1. No momento em que escrevo estas linhas, há nevoeiro cerrado. O governo continua em plenas funções, mas demissionário. A investigação que o derrubou surge mais periclitante a cada hora - erros do Ministério Público, recusa pelo juiz de instrução das medidas de coação propostas, dilúvio de violações do segredo de justiça - e a Procuradora-Geral da República ainda não apareceu para detalhar perante o povo as suspeitas que levantou contra o primeiro-ministro, como se a Justiça não devesse satisfações à Democracia.
Insegura sobre o chão que pisa, a direita prefere virar-se para… o governador do Banco de Portugal! A novidade é que Centeno é do PS. Dois ministros de António Costa competem pela sucessão, ambos evitando, enquanto candidatos, qualquer vestígio de crítica às opções tomadas. Nesta névoa, o colapso das urgências hospitalares, a falta de professores ou a crise da habitação parecem esfumar-se. E no entanto…

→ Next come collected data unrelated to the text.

// SPDX-FileCopyrightText: 2026 Confab Contributors
// SPDX-License-Identifier: MIT OR Apache-2.0

//! Emoji reaction toggling with at-most-one semantics.
//!
//! The deterministic id over `(message, user, emoji)` means "react" and
//! "un-react" are the same client action: if the document exists it is
//! deleted, otherwise created. No read-modify-write transaction is needed
//! beyond the single existence check.

use std::sync::Arc;

use confab_bus::EventBus;
use confab_core::types::now_ms;
use confab_core::{ConfabError, Event, EventKind, EventStore, Receipt};
use serde::Serialize;
use tracing::{debug, warn};

use crate::ids::reaction_id;

/// Which side of the toggle this call landed on.
#[derive(Debug, Clone, Copy, PartialEq, Eq, Serialize)]
#[serde(rename_all = "snake_case")]
pub enum ToggleOutcome {
    Added,
    Removed,
}

impl ToggleOutcome {
    pub fn added(self) -> bool {
        self == ToggleOutcome::Added
    }
}

/// Toggles an emoji reaction per message per user.
pub struct ReactionToggle {
    store: Arc<dyn EventStore>,
    bus: Arc<EventBus>,
}

impl ReactionToggle {
    pub fn new(store: Arc<dyn EventStore>, bus: Arc<EventBus>) -> Self {
        Self { store, bus }
    }

    /// Add the reaction if absent, remove it if present.
    ///
    /// Unlike receipts, the referenced message must exist: without it there
    /// is no conversation to attribute the reaction to, so absence is a
    /// terminal [`ConfabError::MessageNotFound`].
    pub async fn toggle(
        &self,
        message_id: &str,
        user_id: &str,
        emoji: &str,
    ) -> Result<ToggleOutcome, ConfabError> {
        self.toggle_at(message_id, user_id, emoji, now_ms()).await
    }

    /// [`toggle`](Self::toggle) with an explicit clock reading.
    pub async fn toggle_at(
        &self,
        message_id: &str,
        user_id: &str,
        emoji: &str,
        now_ms: i64,
    ) -> Result<ToggleOutcome, ConfabError> {
        if emoji.is_empty() {
            return Err(ConfabError::InvalidInput("emoji must not be empty".into()));
        }

        let message = self
            .store
            .get_message(message_id)
            .await?
            .ok_or_else(|| ConfabError::MessageNotFound(message_id.to_string()))?;

        let id = reaction_id(message_id, user_id, emoji);
        let outcome = if self.store.get_receipt(&id).await?.is_some() {
            self.store.delete_receipt(&id).await?;
            ToggleOutcome::Removed
        } else {
            let reaction = Receipt {
                id,
                message_id: message_id.to_string(),
                conversation_id: Some(message.conversation_id.clone()),
                user_id: user_id.to_string(),
                status: None,
                emoji: Some(emoji.to_string()),
                updated_at: now_ms,
            };
            self.store.upsert_receipt(&reaction).await?;
            ToggleOutcome::Added
        };

        let event = Event {
            id: uuid::Uuid::new_v4().to_string(),
            conversation_id: message.conversation_id,
            kind: EventKind::Reaction,
            created_at: now_ms,
            payload: serde_json::json!({
                "message_id": message_id,
                "user_id": user_id,
                "emoji": emoji,
                "removed": outcome == ToggleOutcome::Removed,
            }),
        };
        if let Err(e) = self.store.append_event(&event).await {
            warn!(
                message_id,
                error = %e,
                "reaction event append failed; reaction document is current"
            );
        } else {
            self.bus.publish(&event);
        }

        debug!(message_id, user_id, emoji, ?outcome, "reaction toggled");
        Ok(outcome)
    }
}

#[cfg(test)]
mod tests {
    use super::*;
    use confab_core::StoredMessage;
    use confab_test_utils::MemoryEventStore;

    fn seeded_store() -> Arc<MemoryEventStore> {
        let store = Arc::new(MemoryEventStore::new());
        store.insert_message(StoredMessage {
            id: "m1".to_string(),
            conversation_id: "c1".to_string(),
            sender_id: "u1".to_string(),
            created_at: 500,
        });
        store
    }

    fn toggle(store: Arc<MemoryEventStore>) -> ReactionToggle {
        ReactionToggle::new(store, Arc::new(EventBus::default()))
    }

    #[tokio::test]
    async fn toggle_adds_then_removes() {
        let store = seeded_store();
        let t = toggle(store.clone());

        let first = t.toggle_at("m1", "u2", "👍", 1_000).await.unwrap();
        assert_eq!(first, ToggleOutcome::Added);
        assert_eq!(store.receipt_count(), 1);

        let second = t.toggle_at("m1", "u2", "👍", 1_500).await.unwrap();
        assert_eq!(second, ToggleOutcome::Removed);
        assert_eq!(store.receipt_count(), 0);
    }

    #[tokio::test]
    async fn distinct_emoji_are_independent_documents() {
        let store = seeded_store();
        let t = toggle(store.clone());

        t.toggle_at("m1", "u2", "👍", 1_000).await.unwrap();
        t.toggle_at("m1", "u2", "❤", 1_100).await.unwrap();
        assert_eq!(store.receipt_count(), 2);

        // Removing one leaves the other.
        t.toggle_at("m1", "u2", "👍", 1_200).await.unwrap();
        assert_eq!(store.receipt_count(), 1);
        let remaining = store
            .get_receipt(&reaction_id("m1", "u2", "❤"))
            .await
            .unwrap()
            .unwrap();
        assert_eq!(remaining.emoji.as_deref(), Some("❤"));
    }

    #[tokio::test]
    async fn missing_message_is_terminal() {
        let store = Arc::new(MemoryEventStore::new());
        let t = toggle(store);

        let err = t.toggle_at("ghost", "u2", "👍", 1_000).await.unwrap_err();
        assert!(matches!(err, ConfabError::MessageNotFound(_)));
        assert!(!err.is_transient());
    }

    #[tokio::test]
    async fn empty_emoji_is_rejected() {
        let store = seeded_store();
        let t = toggle(store);

        let err = t.toggle_at("m1", "u2", "", 1_000).await.unwrap_err();
        assert!(matches!(err, ConfabError::InvalidInput(_)));
    }

    #[tokio::test]
    async fn removal_publishes_a_removed_reaction_event() {
        let store = seeded_store();
        let bus = Arc::new(EventBus::default());
        let t = ReactionToggle::new(store.clone(), bus.clone());

        let mut sub = bus.subscribe("c1");
        t.toggle_at("m1", "u2", "👍", 1_000).await.unwrap();
        t.toggle_at("m1", "u2", "👍", 1_500).await.unwrap();

        let added = sub.recv().await.unwrap();
        assert_eq!(added.kind, EventKind::Reaction);
        assert_eq!(added.payload["removed"], false);

        let removed = sub.recv().await.unwrap();
        assert_eq!(removed.payload["removed"], true);
        assert_eq!(removed.payload["emoji"], "👍");
    }
}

2. Seja qual for a consistência do processo judicial e o seu desenlace, o que vai surgindo da investigação judicial ilustra o regime de promiscuidade e privilégio que o Bloco de Esquerda tem denunciado ao longo dos anos. Há um Portugal que vive nos braços de facilitadores bem relacionados e outro Portugal que só conhece dificuldades. No primeiro, qualquer lei ou portaria pode sofrer um jeitinho em nome de investimentos; no segundo, há muito aperto e poucos “apoios”, muitos estudos e avaliações e poucas decisões. Como salientou Mariana Mortágua, a esquerda não é isto. Há uma esquerda de confiança que sempre se bateu contra a promiscuidade entre a política e os negócios.
Ao longo dos últimos anos, o Bloco fiscalizou e denunciou a atuação destes intervenientes em diversas ocasiões: denunciámos os grandes projetos do lítio ou do hidrogénio, impingidos como “projetos de interesse nacional” e consumados por figuras com mau currículo na proteção do mesmo. Em 2016, criticámos a contratação pelo governo do consultor Lacerda Machado; em 2018, pedimos a demissão do presidente da APA por complacência com interesses privados; em 2019, promovemos um inquérito parlamentar aos favores à EDP e vale recordar que, quando Manuel Pinho era ministro, Vítor Escária era assessor económico de Sócrates e Lacerda Machado estava nos órgãos sociais da EDP. Em 2021, expusemos o ministro Matos Fernandes na sua proteção à EDP na venda das barragens. Nunca os deixámos em paz.
3. Em maio passado, escrevi aqui n’O Regional que “este governo faz girar a porta entre política e negócios, alimenta o facilitismo, bloqueia a fiscalização do governo pelo parlamento, festeja estatísticas que contrastam com a realidade da vida, chama os serviços secretos porque sim. É o deslumbramento do poder absoluto, a arrogância e a negligência, bem visíveis na ação do primeiro-ministro perante tudo isto. Resultado: corrosão da democracia, fermento para a extrema-direita”. Confesso que, mesmo cético, não antevia tão desgraçado final meio ano depois.
No meio do nevoeiro sulfuroso destes dias, cabe uma palavra de esperança. Há uma esquerda de confiança, que sempre foi e será uma barreira a governos de direita. Essa esquerda provará que há alternativa e responderá pelo que verdadeiramente importa: os salários e as pensões que deixaram de pagar o básico, o tormento da habitação, a falta de médicos e professores, as políticas de falsa transição ambiental. Só com respostas verdadeiras se pode travar o passo à direita extrema.